Where else are your investors going to be looking? You probably can think of a handful right off the top of your head. They’re going to be looking at Zillow. You would think Zillow is taking over the world, the way they’re operating. They’re able to, through VOW systems (virtual office website) and some other technologies scrape data from the Multi-List System, from those other sites I already showed you: HUD, HomeSteps, HomePath and VRM. Zillow makes this data available for all your consumers to see. For a fee, Zillow will send you consumers and hopefully, you’ll get leads that work. I’m not telling you to do it, I’m not telling don’t do it. But I will tell you: you don’t need those guys.

You may think you do because they make it easy for you because they’re bringing together consumers for you. But do the math. Spend the money, see how many you actually close, and then see what you get through your own efforts, with the skills I teach you here in this process. When you work with Investors on a regular basis, they don’t just lead. They are Investors who are ready to buy, and who have money. And they repeat customers. Why would you not do this?

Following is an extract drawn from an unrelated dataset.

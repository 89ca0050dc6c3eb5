pub mod toml_loader;

pub use toml_loader::load_jobs;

These Investors are using Trulia, Realtor.com, and individual broker sites like Caldwell Banker, Keller Williams, and Remax. There is reciprocity among these sites. Keller Williams shows Caldwell Banker properties, and Remax shows Century 21 properties. Even the smaller brokers participate. I’m a broker in multiple states. I’ve owned companies and merged with some of the bigger ones. That allows me to retire. Essentially, your consumers will find properties from a lot of sources, including Craigslist and The Green Sheet and the Penny Saver in the newspaper. Most newspapers now even have an online real estate section.

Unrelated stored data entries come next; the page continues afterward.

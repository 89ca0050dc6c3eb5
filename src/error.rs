use std::fmt;

use thiserror::Error;

use crate::services::collaborators::GenerationError;

/// 投递流程错误类型
///
/// 组件内部的瞬时问题（单个定位策略落空、单次中间页跳转）在各自的上限内重试，
/// 超出上限后转换为下列错误之一并向上传递到 `ApplyFlow`。
#[derive(Debug, Error)]
pub enum ApplyError {
    /// 所有定位策略、所有轮次都没有找到可交互元素
    #[error("未找到可交互元素: {target} (已尝试 {rounds} 轮)")]
    NotFound {
        target: String,
        rounds: usize,
        /// 失败时的页面源码，用于排查
        page_source: String,
    },

    /// 单次等待超时
    #[error("等待超时: {what} ({timeout_ms} ms)")]
    Timeout { what: String, timeout_ms: u64 },

    /// 被重定向到中间页且无法返回，属于策略性拦截，不再重试
    #[error("被重定向到中间页，{attempts} 次返回后仍停留在: {url}")]
    RedirectLoop { url: String, attempts: usize },

    /// 生成的附件不满足上传要求，不会盲目重新生成
    #[error("附件不符合上传要求 ({path}): {violation}")]
    ArtifactInvalid {
        path: String,
        violation: ArtifactViolation,
    },

    /// 远端表单校验失败，错误文本原样保留
    #[error("表单校验失败: {}", .errors.join(" | "))]
    ValidationFailed { errors: Vec<String> },

    /// 答案库不可读（加载时降级为空库，不会终止运行）
    #[error("答案库损坏 ({path}): {reason}")]
    StoreCorrupt { path: String, reason: String },

    /// 超过最大步骤数仍未到达提交
    #[error("超过最大步骤数 {max_steps}，仍未到达提交步骤")]
    StepLimitExceeded { max_steps: usize },

    #[error("附件生成失败: {0}")]
    Generation(#[from] GenerationError),

    #[error("文件错误: {0}")]
    Io(#[from] std::io::Error),

    /// 浏览器驱动或外部协作方的底层错误
    #[error(transparent)]
    Driver(#[from] anyhow::Error),
}

/// 附件校验失败原因
#[derive(Debug, Clone, PartialEq, Eq)]
pub enum ArtifactViolation {
    TooLarge { size: u64, limit: u64 },
    UnsupportedExtension { extension: String },
}

impl fmt::Display for ArtifactViolation {
    fn fmt(&self, f: &mut fmt::Formatter<'_>) -> fmt::Result {
        match self {
            ArtifactViolation::TooLarge { size, limit } => {
                write!(f, "文件大小 {} 字节超过上限 {} 字节", size, limit)
            }
            ArtifactViolation::UnsupportedExtension { extension } => {
                write!(f, "不支持的文件格式 '{}'，仅支持 pdf/doc/docx", extension)
            }
        }
    }
}

impl ApplyError {
    /// 创建等待超时错误
    pub fn timeout(what: impl Into<String>, timeout: std::time::Duration) -> Self {
        ApplyError::Timeout {
            what: what.into(),
            timeout_ms: timeout.as_millis() as u64,
        }
    }

    /// 是否为终止性错误（调用方不应对同一职位重试）
    pub fn is_terminal(&self) -> bool {
        matches!(
            self,
            ApplyError::RedirectLoop { .. }
                | ApplyError::ArtifactInvalid { .. }
                | ApplyError::ValidationFailed { .. }
        )
    }
}

// ========== Result 类型别名 ==========

/// 应用程序结果类型
pub type AppResult<T> = Result<T, ApplyError>;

Your potential clients will get information about properties all over the place. But you want to train them to get their information from the Multi-List System because it’s the primary source of all the other data. In other words, Trulia and Zillow and all those other guys base their information on MLS listings. They are very good at adding new active listings as they come on board, but they’re not very good at taking them off when a property goes under contract or gets sold. You will have to work with your Investors and condition them not to rely on those other systems.

They should focus on the Multi-List System because it contains the most accurate data. I’m not saying you should tell them not to use other systems. But caution them to take those other site’s listings with a grain of salt. They need to rely on data you can supply from the Multi-List System.